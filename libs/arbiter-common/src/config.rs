// Application configuration, read from the environment

use std::time::Duration;
use thiserror::Error;

pub const DEFAULT_ENGINE_URL: &str = "http://localhost:2358";
pub const DEFAULT_REDIS_URL: &str = "redis://127.0.0.1:6379";
pub const DEFAULT_BIND_ADDR: &str = "0.0.0.0:3000";

#[derive(Debug, Error, PartialEq)]
pub enum ConfigError {
    #[error("invalid value for {key}: '{value}' ({reason})")]
    Invalid {
        key: &'static str,
        value: String,
        reason: String,
    },
}

/// Polling knobs, kept as plain numbers so they can be logged and overridden
#[derive(Debug, Clone, PartialEq)]
pub struct PollSettings {
    pub interval: Duration,
    pub max_interval: Duration,
    pub backoff_factor: f64,
    pub deadline: Duration,
    pub max_attempts: Option<u32>,
}

impl Default for PollSettings {
    fn default() -> Self {
        Self {
            interval: Duration::from_millis(1000),
            max_interval: Duration::from_millis(8000),
            backoff_factor: 2.0,
            deadline: Duration::from_millis(60_000),
            max_attempts: None,
        }
    }
}

impl PollSettings {
    /// Reject settings that would poll without pause or overflow the backoff
    pub fn validate(&self) -> Result<(), ConfigError> {
        if !self.backoff_factor.is_finite() || self.backoff_factor < 1.0 {
            return Err(ConfigError::Invalid {
                key: "POLL_BACKOFF_FACTOR",
                value: self.backoff_factor.to_string(),
                reason: "must be a finite number >= 1.0".to_string(),
            });
        }
        if self.interval.is_zero() {
            return Err(ConfigError::Invalid {
                key: "POLL_INTERVAL_MS",
                value: "0".to_string(),
                reason: "must be positive".to_string(),
            });
        }
        if self.max_interval < self.interval {
            return Err(ConfigError::Invalid {
                key: "POLL_MAX_INTERVAL_MS",
                value: self.max_interval.as_millis().to_string(),
                reason: format!(
                    "must be >= POLL_INTERVAL_MS ({})",
                    self.interval.as_millis()
                ),
            });
        }
        Ok(())
    }
}

#[derive(Debug, Clone, PartialEq)]
pub struct Config {
    pub engine_url: String,
    pub engine_auth_token: Option<String>,
    pub engine_request_timeout: Duration,
    pub redis_url: String,
    pub bind_addr: String,
    pub result_ttl_seconds: u64,
    pub poll: PollSettings,
}

impl Default for Config {
    fn default() -> Self {
        Self {
            engine_url: DEFAULT_ENGINE_URL.to_string(),
            engine_auth_token: None,
            engine_request_timeout: Duration::from_millis(10_000),
            redis_url: DEFAULT_REDIS_URL.to_string(),
            bind_addr: DEFAULT_BIND_ADDR.to_string(),
            result_ttl_seconds: 86400,
            poll: PollSettings::default(),
        }
    }
}

impl Config {
    /// Load from process environment variables, falling back to defaults
    pub fn from_env() -> Result<Self, ConfigError> {
        Self::from_lookup(|key| std::env::var(key).ok())
    }

    /// Load using an arbitrary key lookup
    pub fn from_lookup<F>(lookup: F) -> Result<Self, ConfigError>
    where
        F: Fn(&str) -> Option<String>,
    {
        let defaults = Config::default();
        let get = |key: &str| lookup(key).filter(|v| !v.trim().is_empty());

        let poll = PollSettings {
            interval: parse_millis(&get, "POLL_INTERVAL_MS")?.unwrap_or(defaults.poll.interval),
            max_interval: parse_millis(&get, "POLL_MAX_INTERVAL_MS")?
                .unwrap_or(defaults.poll.max_interval),
            backoff_factor: parse_num::<f64, _>(&get, "POLL_BACKOFF_FACTOR")?
                .unwrap_or(defaults.poll.backoff_factor),
            deadline: parse_millis(&get, "POLL_DEADLINE_MS")?.unwrap_or(defaults.poll.deadline),
            max_attempts: parse_num::<u32, _>(&get, "POLL_MAX_ATTEMPTS")?,
        };

        poll.validate()?;

        Ok(Self {
            engine_url: get("JUDGE0_API_URL")
                .map(|url| url.trim_end_matches('/').to_string())
                .unwrap_or(defaults.engine_url),
            engine_auth_token: get("JUDGE0_AUTH_TOKEN"),
            engine_request_timeout: parse_millis(&get, "ENGINE_REQUEST_TIMEOUT_MS")?
                .unwrap_or(defaults.engine_request_timeout),
            redis_url: get("REDIS_URL").unwrap_or(defaults.redis_url),
            bind_addr: get("BIND_ADDR").unwrap_or(defaults.bind_addr),
            result_ttl_seconds: parse_num::<u64, _>(&get, "RESULT_TTL_SECONDS")?
                .unwrap_or(defaults.result_ttl_seconds),
            poll,
        })
    }
}

fn parse_num<T, F>(get: &F, key: &'static str) -> Result<Option<T>, ConfigError>
where
    T: std::str::FromStr,
    T::Err: std::fmt::Display,
    F: Fn(&str) -> Option<String>,
{
    match get(key) {
        None => Ok(None),
        Some(raw) => raw
            .trim()
            .parse::<T>()
            .map(Some)
            .map_err(|e| ConfigError::Invalid {
                key,
                value: raw.clone(),
                reason: e.to_string(),
            }),
    }
}

fn parse_millis<F>(get: &F, key: &'static str) -> Result<Option<Duration>, ConfigError>
where
    F: Fn(&str) -> Option<String>,
{
    Ok(parse_num::<u64, F>(get, key)?.map(Duration::from_millis))
}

══════════

§ AIM OF THE EXERCISE:
Each line from the top of the records through the one with "logged and overridden" should be returned exactly. Leave out everything else.

§ RESULT OF THE EXERCISE:
filename libs/arbiter-common/src/config.rs
// Application configuration, read from the environment

use std::time::Duration;
use thiserror::Error;

pub const DEFAULT_ENGINE_URL: &str = "http://localhost:2358";
pub const DEFAULT_REDIS_URL: &str = "redis://127.0.0.1:6379";
pub const DEFAULT_BIND_ADDR: &str = "0.0.0.0:3000";

#[derive(Debug, Error, PartialEq)]
pub enum ConfigError {
    #[error("invalid value for {key}: '{value}' ({reason})")]
    Invalid {
        key: &'static str,
        value: String,
        reason: String,
    },
}

/// Polling knobs, kept as plain numbers so they can be logged and overridden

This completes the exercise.